Chou Jingyuan, Flory James, Wang Fei
Department of Healthcare Policy and Research. Weill Cornell Medicine.
AMIA Jt Summits Transl Sci Proc. 2019 May 6;2019:295-304. eCollection 2019.
With the rapid development of computer hardware and software technologies, more and more electronic health data from insurance claims, clinical trials and hospitals are becoming readily available. These data provide a rich resource for developing various healthcare analytics algorithms, among which predictive modeling is of key importance in many real health problems. One important issue for data-driven predictive modeling is high dimensionality, and feature selection is one effective strategy to reduce the number of independent variables and control the confounding factors. However, most of the existing studies just pick one feature selection approach without comprehensive investigations. In this paper, we investigate the issue of drug response heterogeneity for type II diabetes mellitus (T2DM) patients using a large scale clinical trial data. Our goal is to find out the important factors that may lead to the response heterogeneity for three popular T2DM drugs, Metformin, Rosiglitazone and Glimepiride. We implemented 8 different feature selection approaches and compared their performances with various measures including prediction error and the consistency of the identified important factors. Finally, we ensemble all factor lists picked by different algorithms and obtain a final set of factors that contribute to the drug response heterogeneities and verified them through existing literature.
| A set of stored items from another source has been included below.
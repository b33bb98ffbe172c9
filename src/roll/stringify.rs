use super::result::{Die, DieRoll, RollRecord, RollResult};
use crate::common::*;
use crate::parse::ast::*;
use crate::parse::visit::{Accept, Visitor};
use crate::sandbox::Value;

/// Formats roll breakdowns. Every method has a plain-text default;
/// implementors override the pieces they decorate.
pub trait Stringify {
    fn str_expression(&mut self, tree: String, value: &Value) -> String {
        let total = self.str_total(value);
        format!("{} = {}", tree, total)
    }

    fn str_comment(&mut self, breakdown: String, comment: &str) -> String {
        format!("{} # {}", breakdown, comment)
    }

    fn str_script(&mut self, mut lines: Vec<String>, value: &Value) -> String {
        let total = self.str_total(value);
        lines.push(format!("= {}", total));
        lines.join("\n")
    }

    fn str_roll_record(&mut self, record: &RollRecord) -> String {
        let dice = self.str_dice(&record.notation, &record.result);
        format!("{} = {}", dice, record.result.total)
    }

    fn str_total(&mut self, value: &Value) -> String {
        value.to_string()
    }

    fn str_dice(&mut self, notation: &str, result: &RollResult) -> String {
        let dice = result
            .dice
            .iter()
            .map(|die| self.str_die(die))
            .collect::<Vec<_>>()
            .join(", ");
        format!("{} ({})", notation, dice)
    }

    fn str_die(&mut self, die: &Die) -> String {
        die.rolls
            .iter()
            .map(|roll| self.str_die_roll(die, roll))
            .collect::<Vec<_>>()
            .join(", ")
    }

    fn str_die_roll(&mut self, _die: &Die, roll: &DieRoll) -> String {
        let mut ret = roll
            .values
            .iter()
            .map(ToString::to_string)
            .collect::<Vec<_>>()
            .join(" -> ");
        if roll.exploded {
            ret.push('!');
        }
        ret
    }

    fn str_literal(&mut self, slice: &str) -> String {
        slice.to_string()
    }

    fn str_unary(&mut self, op: UnaryOperator, operand: String) -> String {
        format!("{}{}", op, operand)
    }

    fn str_binary(&mut self, lhs: String, op: BinaryOperator, rhs: String) -> String {
        format!("{} {} {}", lhs, op, rhs)
    }

    fn str_grouping(&mut self, inner: String) -> String {
        format!("({})", inner)
    }

    fn str_annotated(&mut self, inner: String, annotations: &[String]) -> String {
        let annotations = annotations
            .iter()
            .map(|s| format!("[{}]", s))
            .collect::<Vec<_>>()
            .join(" ");
        format!("{} {}", inner, annotations)
    }
}

#[derive(Debug, Default)]
pub struct SimpleStringifier;

impl SimpleStringifier {
    pub fn new() -> Self {
        Self::default()
    }
}

impl Stringify for SimpleStringifier {}

/// Discord-flavoured markdown: dropped dice and rerolled values are struck
/// through, ones and max faces are bold, the total is code.
#[derive(Debug, Default)]
pub struct MarkdownStringifier {
    in_dropped: bool,
}

impl MarkdownStringifier {
    pub fn new() -> Self {
        Self::default()
    }
}

impl Stringify for MarkdownStringifier {
    fn str_total(&mut self, value: &Value) -> String {
        format!("`{}`", value)
    }

    fn str_comment(&mut self, breakdown: String, comment: &str) -> String {
        format!("**{}**: {}", comment, breakdown)
    }

    fn str_roll_record(&mut self, record: &RollRecord) -> String {
        let dice = self.str_dice(&record.notation, &record.result);
        format!("{} = `{}`", dice, record.result.total)
    }

    fn str_die(&mut self, die: &Die) -> String {
        let kept = die.kept;
        self.in_dropped = !kept;
        let ret = die
            .rolls
            .iter()
            .map(|roll| self.str_die_roll(die, roll))
            .collect::<Vec<_>>()
            .join(", ");
        self.in_dropped = false;
        if kept {
            ret
        } else {
            format!("~~{}~~", ret)
        }
    }

    fn str_die_roll(&mut self, die: &Die, roll: &DieRoll) -> String {
        let init = &roll.values.as_slice()[..roll.values.len() - 1];
        let mut ret: String = init.iter().map(|x| format!("{} -> ", x)).collect();

        let mut last = roll.values.last().to_string();
        if roll.exploded {
            last.push('!');
        }
        let value = roll.value();
        if value == 1 || value == die.sides {
            ret = format!("{}**{}**", ret, last);
        } else {
            ret.push_str(&last);
        }

        if !roll.kept && !self.in_dropped {
            ret = format!("~~{}~~", ret);
        }
        ret
    }
}

/// Rebuilds a dice expression from its source, splicing in the breakdown
/// of every dice term.
struct Renderer<'a, S: ?Sized> {
    program: &'a Program,
    rolls: &'a [RollRecord],
    stringifier: &'a mut S,
}

impl<S: Stringify + ?Sized> Renderer<'_, S> {
    fn verbatim(&mut self, span: &Span) -> String {
        self.program.slice(span).to_string()
    }
}

impl<S: Stringify + ?Sized> Visitor for Renderer<'_, S> {
    type Output = String;

    fn visit_literal(&mut self, _: &Literal, span: &Span) -> String {
        let slice = self.program.slice(span);
        self.stringifier.str_literal(slice)
    }

    fn visit_dice(&mut self, _: &DiceTerm, span: &Span) -> String {
        match self.rolls.iter().find(|r| r.span == *span) {
            Some(record) => self.stringifier.str_dice(&record.notation, &record.result),
            None => self.verbatim(span),
        }
    }

    fn visit_unary(&mut self, op: UnaryOperator, operand: &Node, _: &Span) -> String {
        let operand = operand.accept(self);
        self.stringifier.str_unary(op, operand)
    }

    fn visit_binary(&mut self, lhs: &Node, op: BinaryOperator, rhs: &Node, _: &Span) -> String {
        let lhs = lhs.accept(self);
        let rhs = rhs.accept(self);
        self.stringifier.str_binary(lhs, op, rhs)
    }

    fn visit_grouping(&mut self, inner: &Node, _: &Span) -> String {
        let inner = inner.accept(self);
        self.stringifier.str_grouping(inner)
    }

    fn visit_annotated(&mut self, inner: &Node, annotations: &[String], _: &Span) -> String {
        let inner = inner.accept(self);
        self.stringifier.str_annotated(inner, annotations)
    }

    fn visit_identifier(&mut self, _: &str, span: &Span) -> String {
        self.verbatim(span)
    }

    fn visit_call(&mut self, _: &str, _: &[Node], span: &Span) -> String {
        self.verbatim(span)
    }

    fn visit_if(&mut self, _: &Node, _: &Block, _: Option<&Node>, span: &Span) -> String {
        self.verbatim(span)
    }

    fn visit_while(&mut self, _: &Node, _: &Block, span: &Span) -> String {
        self.verbatim(span)
    }

    fn visit_for(&mut self, _: &str, _: &Node, _: &Node, _: &Block, span: &Span) -> String {
        self.verbatim(span)
    }

    fn visit_assign(&mut self, _: &str, _: Option<BinaryOperator>, _: &Node, span: &Span) -> String {
        self.verbatim(span)
    }

    fn visit_block(&mut self, _: &Block, span: &Span) -> String {
        self.verbatim(span)
    }

    fn visit_break(&mut self, span: &Span) -> String {
        self.verbatim(span)
    }

    fn visit_continue(&mut self, span: &Span) -> String {
        self.verbatim(span)
    }

    fn visit_return(&mut self, _: Option<&Node>, span: &Span) -> String {
        self.verbatim(span)
    }
}

/// Render the breakdown of one evaluation. A lone dice expression renders
/// inline; anything else lists each roll on its own line, then the value.
pub fn render<S: Stringify + ?Sized>(
    program: &Program,
    rolls: &[RollRecord],
    value: &Value,
    stringifier: &mut S,
) -> String {
    match program.body.as_slice() {
        [node] if program.is_dice_expression() => {
            let tree = Renderer {
                program,
                rolls,
                stringifier: &mut *stringifier,
            }
            .visit(node);
            let breakdown = stringifier.str_expression(tree, value);
            match &program.comment {
                Some(comment) => stringifier.str_comment(breakdown, comment),
                None => breakdown,
            }
        }
        _ => {
            let lines = rolls
                .iter()
                .map(|record| stringifier.str_roll_record(record))
                .collect();
            stringifier.str_script(lines, value)
        }
    }
}

#[cfg(test)]
mod tests {
    use super::*;
    use crate::context::AutomationContext;
    use crate::roll::ScriptedRoller;
    use crate::ExecutionLimits;
    use std::sync::Arc;

    macro_rules! check {
        ($cls:ident, $input:expr, $script:expr, $expected:expr) => {
            let program = Arc::new(crate::parse::parse($input).unwrap());
            let mut roller = ScriptedRoller::new($script.iter().copied());
            let eval = crate::sandbox::run(
                &program,
                &AutomationContext::standard(),
                &mut roller,
                &ExecutionLimits::default(),
            )
            .unwrap();
            assert_eq!(eval.render(&mut $cls::new()), $expected);
        };
    }

    #[test]
    fn test_simple_stringify() {
        check!(SimpleStringifier, "2 + 3", [0u32; 0], "2 + 3 = 5");
        check!(SimpleStringifier, "2d20", [10, 11], "2d20 (10, 11) = 21");
        check!(SimpleStringifier, "2d20kh1", [10, 11], "2d20kh1 (10, 11) = 11");
        check!(SimpleStringifier, "2d4r1 + 3", [1, 2, 4], "2d4r1 (1, 4, 2) + 3 = 9");
        check!(SimpleStringifier, "1d6! [fire]", [6, 2], "1d6! (6!, 2) [fire] = 8");
        check!(SimpleStringifier, "-(1d4 * 2.50)", [3], "-(1d4 (3) * 2.50) = -7.5");
        check!(SimpleStringifier, "2d6mi3", [1, 5], "2d6mi3 (1 -> 3, 5) = 8");
    }

    #[test]
    fn test_markdown_stringify() {
        check!(MarkdownStringifier, "2 + 3", [0u32; 0], "2 + 3 = `5`");
        check!(MarkdownStringifier, "2d20kh1", [10, 11], "2d20kh1 (~~10~~, 11) = `11`");
        check!(MarkdownStringifier, "2d4r1", [1, 2, 4], "2d4r1 (~~**1**~~, **4**, 2) = `6`");
        check!(MarkdownStringifier, "4d6kh3", [1, 6, 3, 5], "4d6kh3 (~~**1**~~, **6**, 3, 5) = `14`");
        check!(MarkdownStringifier, "1d12mi12", [10], "1d12mi12 (10 -> **12**) = `12`");
        check!(MarkdownStringifier, "1d6!", [6, 6, 1], "1d6! (**6!**, **6!**, **1**) = `13`");
    }

    #[test]
    fn test_roll_comment() {
        check!(SimpleStringifier, "1d20 + 5 to hit", [12], "1d20 (12) + 5 = 17 # to hit");
        check!(MarkdownStringifier, "2d6ra6 fire bolt", [6, 3, 6], "**fire bolt**: 2d6ra6 (**6!**, 3, **6**) = `15`");
    }

    #[test]
    fn test_script_stringify() {
        check!(
            MarkdownStringifier,
            "a = 1d20\nb = 1d4\na + b",
            [20, 2],
            "1d20 (**20**) = `20`\n1d4 (2) = `2`\n= `22`"
        );
        check!(SimpleStringifier, "x = 3\nx * 2", [0u32; 0], "= 6");
    }
}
随着计算机硬件和软件技术的快速发展,越来越多来自保险理赔、临床试验和医院的电子健康数据变得易于获取。这些数据为开发各种医疗分析算法提供了丰富的资源,其中预测建模在许多实际健康问题中至关重要。数据驱动的预测建模的一个重要问题是高维度,而特征选择是减少自变量数量和控制混杂因素的一种有效策略。然而,大多数现有研究只采用一种特征选择方法,没有进行全面的调查。在本文中,我们使用大规模临床试验数据研究2型糖尿病(T2DM)患者的药物反应异质性问题。我们的目标是找出可能导致三种常用T2DM药物(二甲双胍、罗格列酮和格列美脲)反应异质性的重要因素。我们实施了8种不同的特征选择方法,并通过包括预测误差和所识别重要因素的一致性等各种指标比较了它们的性能。最后,我们整合了不同算法挑选出的所有因素列表,得到了一组导致药物反应异质性的最终因素,并通过现有文献对其进行了验证。